BEGIN

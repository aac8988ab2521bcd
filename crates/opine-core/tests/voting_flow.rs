/// Integration tests: full voting flows against a real in-memory database.
///
/// These exercise the paths a running server takes (create a poll, cast
/// and change ballots, read results, follow and unfollow) and assert the
/// row-level effects the unique indexes and transactions are meant to
/// guarantee.
use std::net::{IpAddr, Ipv4Addr};

use chrono::{Duration, Utc};
use uuid::Uuid;

use opine_core::poll::NewPoll;
use opine_core::{VoteError, ballot, eligibility, interest, notify, poll, tally};
use opine_db::{Database, queries};
use opine_types::api::EligibilityStatus;
use opine_types::identity::VoterIdentity;
use opine_types::models::{InterestType, NotificationKind, Poll, PollOption};

fn test_db() -> Database {
    Database::open_in_memory().unwrap()
}

fn seed_user(db: &Database, name: &str) -> Uuid {
    let id = Uuid::new_v4();
    db.create_user(
        &id.to_string(),
        name,
        &format!("{name}@example.com"),
        "hash",
    )
    .unwrap();
    id
}

fn seed_poll(
    db: &Database,
    creator: Uuid,
    multi: bool,
    options: &[&str],
) -> (Poll, Vec<PollOption>) {
    poll::create_poll(
        db,
        creator,
        NewPoll {
            title: "Which framework?".into(),
            description: None,
            options: options.iter().map(|s| s.to_string()).collect(),
            allow_multiple_choices: multi,
            expires_at: None,
        },
    )
    .unwrap()
}

fn anon(last_octet: u8) -> VoterIdentity {
    VoterIdentity::Anonymous {
        ip: IpAddr::V4(Ipv4Addr::new(203, 0, 113, last_octet)),
        fingerprint: format!("fp-{last_octet:02x}"),
    }
}

fn pick(options: &[PollOption], indexes: &[usize]) -> Vec<String> {
    indexes.iter().map(|i| options[*i].id.to_string()).collect()
}

fn table_rows(db: &Database, table: &str, poll_id: Uuid) -> i64 {
    db.with_read::<_, _, anyhow::Error>(|conn| {
        Ok(conn.query_row(
            &format!("SELECT COUNT(*) FROM {table} WHERE poll_id = ?1"),
            rusqlite::params![poll_id.to_string()],
            |row| row.get(0),
        )?)
    })
    .unwrap()
}

#[test]
fn single_choice_revote_replaces_the_earlier_ballot() {
    let db = test_db();
    let creator = seed_user(&db, "creator");
    let voter = seed_user(&db, "sam");
    let (p, options) = seed_poll(&db, creator, false, &["rust", "go", "zig"]);
    let identity = VoterIdentity::Authenticated(voter);

    let first = ballot::cast_ballot(&db, p.id, &identity, &pick(&options, &[0])).unwrap();
    assert_eq!(first.total_votes, 1);

    // Changing the vote supersedes; it never stacks.
    let second = ballot::cast_ballot(&db, p.id, &identity, &pick(&options, &[1])).unwrap();
    assert_eq!(second.total_votes, 1);

    let results = tally::get_results(&db, p.id).unwrap();
    assert_eq!(results.total_votes, 1);
    assert_eq!(results.options[0].count, 0);
    assert_eq!(results.options[1].count, 1);
    assert_eq!(results.options[2].count, 0);
}

#[test]
fn strict_submission_rejects_a_second_ballot() {
    let db = test_db();
    let creator = seed_user(&db, "creator");
    let voter = seed_user(&db, "sam");
    let (p, options) = seed_poll(&db, creator, false, &["rust", "go"]);
    let identity = VoterIdentity::Authenticated(voter);

    ballot::submit_ballot(&db, p.id, &identity, &pick(&options, &[0])).unwrap();
    let err = ballot::submit_ballot(&db, p.id, &identity, &pick(&options, &[1])).unwrap_err();
    assert!(matches!(err, VoteError::Conflict(_)));

    // The original ballot is untouched.
    let results = tally::get_results(&db, p.id).unwrap();
    assert_eq!(results.options[0].count, 1);
    assert_eq!(results.options[1].count, 0);
}

#[test]
fn multi_choice_adds_options_but_never_repeats_one() {
    let db = test_db();
    let creator = seed_user(&db, "creator");
    let (p, options) = seed_poll(&db, creator, true, &["mon", "tue", "wed"]);
    let identity = anon(7);

    let first = ballot::cast_ballot(&db, p.id, &identity, &pick(&options, &[0, 1])).unwrap();
    assert_eq!(first.total_votes, 2);

    // Re-selecting an option already held is a conflict, wholesale.
    let err = ballot::cast_ballot(&db, p.id, &identity, &pick(&options, &[0, 2])).unwrap_err();
    assert!(matches!(err, VoteError::Conflict(_)));
    assert_eq!(tally::get_results(&db, p.id).unwrap().total_votes, 2);

    // A fresh option on its own still lands.
    let third = ballot::cast_ballot(&db, p.id, &identity, &pick(&options, &[2])).unwrap();
    assert_eq!(third.total_votes, 3);
}

#[test]
fn anonymous_dedup_is_scoped_to_the_ip_alone() {
    let db = test_db();
    let creator = seed_user(&db, "creator");
    let (p, options) = seed_poll(&db, creator, false, &["yes", "no"]);

    let first_device = VoterIdentity::Anonymous {
        ip: IpAddr::V4(Ipv4Addr::new(203, 0, 113, 9)),
        fingerprint: "fp-laptop".into(),
    };
    let second_device = VoterIdentity::Anonymous {
        ip: IpAddr::V4(Ipv4Addr::new(203, 0, 113, 9)),
        fingerprint: "fp-phone".into(),
    };

    ballot::submit_ballot(&db, p.id, &first_device, &pick(&options, &[0])).unwrap();

    // Same IP, different fingerprint: still the same voter.
    let err =
        ballot::submit_ballot(&db, p.id, &second_device, &pick(&options, &[1])).unwrap_err();
    assert!(matches!(err, VoteError::Conflict(_)));

    // A different IP is a different voter.
    ballot::submit_ballot(&db, p.id, &anon(10), &pick(&options, &[1])).unwrap();
    assert_eq!(tally::get_results(&db, p.id).unwrap().total_votes, 2);
}

#[test]
fn authenticated_and_anonymous_voters_never_collide() {
    let db = test_db();
    let creator = seed_user(&db, "creator");
    let voter = seed_user(&db, "sam");
    let (p, options) = seed_poll(&db, creator, false, &["yes", "no"]);

    ballot::cast_ballot(
        &db,
        p.id,
        &VoterIdentity::Authenticated(voter),
        &pick(&options, &[0]),
    )
    .unwrap();
    ballot::cast_ballot(&db, p.id, &anon(4), &pick(&options, &[0])).unwrap();

    let results = tally::get_results(&db, p.id).unwrap();
    assert_eq!(results.options[0].count, 2);
    assert_eq!(results.total_votes, 2);
}

#[test]
fn expired_poll_rejects_votes_but_keeps_results_readable() {
    let db = test_db();
    let creator = seed_user(&db, "creator");
    let voter = seed_user(&db, "sam");
    let (p, options) = poll::create_poll(
        &db,
        creator,
        NewPoll {
            title: "Last call".into(),
            description: None,
            options: vec!["a".into(), "b".into()],
            allow_multiple_choices: false,
            expires_at: Some(Utc::now() + Duration::hours(1)),
        },
    )
    .unwrap();
    let identity = VoterIdentity::Authenticated(voter);

    ballot::cast_ballot(&db, p.id, &identity, &pick(&options, &[0])).unwrap();

    db.with_write::<_, _, anyhow::Error>(|conn| {
        conn.execute(
            "UPDATE polls SET expires_at = datetime('now', '-1 minute') WHERE id = ?1",
            rusqlite::params![p.id.to_string()],
        )?;
        Ok(())
    })
    .unwrap();

    assert!(matches!(
        ballot::cast_ballot(&db, p.id, &identity, &pick(&options, &[1])),
        Err(VoteError::Expired)
    ));
    assert!(matches!(
        ballot::retract_ballot(&db, p.id, &identity),
        Err(VoteError::Expired)
    ));

    let check = eligibility::check_eligibility(&db, p.id, &identity).unwrap();
    assert!(!check.can_vote);
    assert_eq!(check.status, EligibilityStatus::Expired);

    // The tally is frozen, not gone.
    let results = tally::get_results(&db, p.id).unwrap();
    assert_eq!(results.total_votes, 1);
    assert_eq!(results.options[0].count, 1);
}

#[test]
fn deleting_a_poll_takes_the_whole_graph_with_it() {
    let db = test_db();
    let creator = seed_user(&db, "creator");
    let voter = seed_user(&db, "sam");
    let follower = seed_user(&db, "kit");
    let (p, options) = seed_poll(&db, creator, false, &["a", "b"]);

    ballot::cast_ballot(
        &db,
        p.id,
        &VoterIdentity::Authenticated(voter),
        &pick(&options, &[0]),
    )
    .unwrap();
    ballot::cast_ballot(&db, p.id, &anon(3), &pick(&options, &[1])).unwrap();
    interest::follow_poll(&db, p.id, &VoterIdentity::Authenticated(follower)).unwrap();
    notify::record_notified(&db, follower, p.id, NotificationKind::ExpiringSoon, "msg-1").unwrap();

    poll::delete_poll(&db, p.id, creator).unwrap();

    assert!(matches!(
        tally::get_results(&db, p.id),
        Err(VoteError::NotFound(_))
    ));
    for table in ["ballots", "interests", "notifications", "options"] {
        assert_eq!(table_rows(&db, table, p.id), 0, "{table} not cleaned up");
    }
}

#[test]
fn voting_never_downgrades_an_existing_interest() {
    let db = test_db();
    let creator = seed_user(&db, "creator");
    let voter = seed_user(&db, "sam");
    let follower = seed_user(&db, "kit");
    let (p, options) = seed_poll(&db, creator, false, &["a", "b"]);

    // Follower claims a stake, then votes.
    interest::follow_poll(&db, p.id, &VoterIdentity::Authenticated(follower)).unwrap();
    ballot::cast_ballot(
        &db,
        p.id,
        &VoterIdentity::Authenticated(follower),
        &pick(&options, &[0]),
    )
    .unwrap();

    // Creator votes on their own poll.
    ballot::cast_ballot(
        &db,
        p.id,
        &VoterIdentity::Authenticated(creator),
        &pick(&options, &[1]),
    )
    .unwrap();

    // A user with no prior stake votes.
    ballot::cast_ballot(
        &db,
        p.id,
        &VoterIdentity::Authenticated(voter),
        &pick(&options, &[0]),
    )
    .unwrap();

    let types_for = |user: Uuid| -> Vec<String> {
        db.with_read::<_, _, anyhow::Error>(|conn| {
            queries::interest_types_for(conn, &user.to_string(), &p.id.to_string())
        })
        .unwrap()
    };
    assert_eq!(types_for(follower), vec!["follower".to_string()]);
    assert_eq!(types_for(creator), vec!["creator".to_string()]);
    assert_eq!(types_for(voter), vec!["voter".to_string()]);
}

#[test]
fn unfollow_mutes_voters_and_deletes_pure_followers() {
    let db = test_db();
    let creator = seed_user(&db, "creator");
    let voter = seed_user(&db, "sam");
    let follower = seed_user(&db, "kit");
    let (p, options) = seed_poll(&db, creator, false, &["a", "b"]);

    interest::follow_poll(&db, p.id, &VoterIdentity::Authenticated(follower)).unwrap();
    ballot::cast_ballot(
        &db,
        p.id,
        &VoterIdentity::Authenticated(voter),
        &pick(&options, &[0]),
    )
    .unwrap();

    interest::unfollow_poll(&db, p.id, &VoterIdentity::Authenticated(follower)).unwrap();
    interest::unfollow_poll(&db, p.id, &VoterIdentity::Authenticated(voter)).unwrap();

    // The pure follower's row is gone; the voter keeps a muted row.
    let (follower_types, voter_types, subscribed) = db
        .with_read::<_, _, anyhow::Error>(|conn| {
            Ok((
                queries::interest_types_for(conn, &follower.to_string(), &p.id.to_string())?,
                queries::interest_types_for(conn, &voter.to_string(), &p.id.to_string())?,
                queries::subscribed_users(conn, &p.id.to_string())?,
            ))
        })
        .unwrap();
    assert!(follower_types.is_empty());
    assert_eq!(voter_types, vec![InterestType::Voter.as_str().to_string()]);

    // Only the creator still gets emails.
    assert_eq!(subscribed.len(), 1);
    assert_eq!(subscribed[0].0, creator.to_string());

    // Nothing left to unfollow.
    assert!(matches!(
        interest::unfollow_poll(&db, p.id, &VoterIdentity::Authenticated(follower)),
        Err(VoteError::NotFound(_))
    ));
}

#[test]
fn eligibility_tracks_poll_and_voter_state() {
    let db = test_db();
    let creator = seed_user(&db, "creator");
    let voter = seed_user(&db, "sam");
    let identity = VoterIdentity::Authenticated(voter);

    let missing = eligibility::check_eligibility(&db, Uuid::new_v4(), &identity).unwrap();
    assert!(!missing.can_vote);
    assert_eq!(missing.status, EligibilityStatus::NotFound);

    let (p, options) = seed_poll(&db, creator, false, &["a", "b"]);
    let fresh = eligibility::check_eligibility(&db, p.id, &identity).unwrap();
    assert!(fresh.can_vote);
    assert!(!fresh.has_voted);
    assert_eq!(fresh.status, EligibilityStatus::Eligible);

    ballot::cast_ballot(&db, p.id, &identity, &pick(&options, &[0])).unwrap();
    let voted = eligibility::check_eligibility(&db, p.id, &identity).unwrap();
    assert!(voted.can_vote);
    assert!(voted.has_voted);
    assert_eq!(voted.status, EligibilityStatus::CanChange);

    poll::close_poll(&db, p.id, creator).unwrap();
    let closed = eligibility::check_eligibility(&db, p.id, &identity).unwrap();
    assert!(!closed.can_vote);
    assert_eq!(closed.status, EligibilityStatus::Inactive);
}

#[test]
fn retraction_frees_the_voter_to_vote_again() {
    let db = test_db();
    let creator = seed_user(&db, "creator");
    let voter = seed_user(&db, "sam");
    let (p, options) = seed_poll(&db, creator, false, &["a", "b"]);
    let identity = VoterIdentity::Authenticated(voter);

    ballot::cast_ballot(&db, p.id, &identity, &pick(&options, &[0])).unwrap();
    let (removed, total) = ballot::retract_ballot(&db, p.id, &identity).unwrap();
    assert_eq!(removed, 1);
    assert_eq!(total, 0);

    assert!(matches!(
        ballot::retract_ballot(&db, p.id, &identity),
        Err(VoteError::NotFound(_))
    ));

    ballot::cast_ballot(&db, p.id, &identity, &pick(&options, &[1])).unwrap();
    assert_eq!(tally::get_results(&db, p.id).unwrap().total_votes, 1);
}

#[test]
fn totals_count_ballot_rows_and_match_the_per_option_sum() {
    let db = test_db();
    let creator = seed_user(&db, "creator");
    let voter = seed_user(&db, "sam");
    let (p, options) = seed_poll(&db, creator, true, &["mon", "tue", "wed"]);

    ballot::cast_ballot(
        &db,
        p.id,
        &VoterIdentity::Authenticated(voter),
        &pick(&options, &[0, 1]),
    )
    .unwrap();
    ballot::cast_ballot(&db, p.id, &anon(5), &pick(&options, &[0])).unwrap();

    let results = tally::get_results(&db, p.id).unwrap();
    assert_eq!(results.total_votes, 3);
    assert_eq!(results.options[0].count, 2);
    assert_eq!(results.options[1].count, 1);
    assert_eq!(results.options[2].count, 0);

    let summed: i64 = results.options.iter().map(|o| o.count).sum();
    assert_eq!(summed, results.total_votes);

    let rows = table_rows(&db, "ballots", p.id);
    assert_eq!(rows, results.total_votes);

    // Percentages follow the same rows.
    assert!((results.options[0].percentage - 200.0 / 3.0).abs() < 1e-9);
    assert!((results.options[2].percentage - 0.0).abs() < 1e-9);
}

#[test]
fn options_in_a_vote_must_belong_to_the_poll() {
    let db = test_db();
    let creator = seed_user(&db, "creator");
    let (first, _) = seed_poll(&db, creator, false, &["a", "b"]);
    let (_, other_options) = seed_poll(&db, creator, false, &["x", "y"]);

    let err = ballot::cast_ballot(&db, first.id, &anon(1), &pick(&other_options, &[0]))
        .unwrap_err();
    assert!(matches!(err, VoteError::Validation(_)));
    assert_eq!(tally::get_results(&db, first.id).unwrap().total_votes, 0);
}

END

The response must consist solely of the lines from the one with "let summed: i64" through the end of the listing above, copied exactly; please include the first and the last.

    let summed: i64 = results.options.iter().map(|o| o.count).sum();
    assert_eq!(summed, results.total_votes);

    let rows = table_rows(&db, "ballots", p.id);
    assert_eq!(rows, results.total_votes);

    // Percentages follow the same rows.
    assert!((results.options[0].percentage - 200.0 / 3.0).abs() < 1e-9);
    assert!((results.options[2].percentage - 0.0).abs() < 1e-9);
}

#[test]
fn options_in_a_vote_must_belong_to_the_poll() {
    let db = test_db();
    let creator = seed_user(&db, "creator");
    let (first, _) = seed_poll(&db, creator, false, &["a", "b"]);
    let (_, other_options) = seed_poll(&db, creator, false, &["x", "y"]);

    let err = ballot::cast_ballot(&db, first.id, &anon(1), &pick(&other_options, &[0]))
        .unwrap_err();
    assert!(matches!(err, VoteError::Validation(_)));
    assert_eq!(tally::get_results(&db, first.id).unwrap().total_votes, 0);
}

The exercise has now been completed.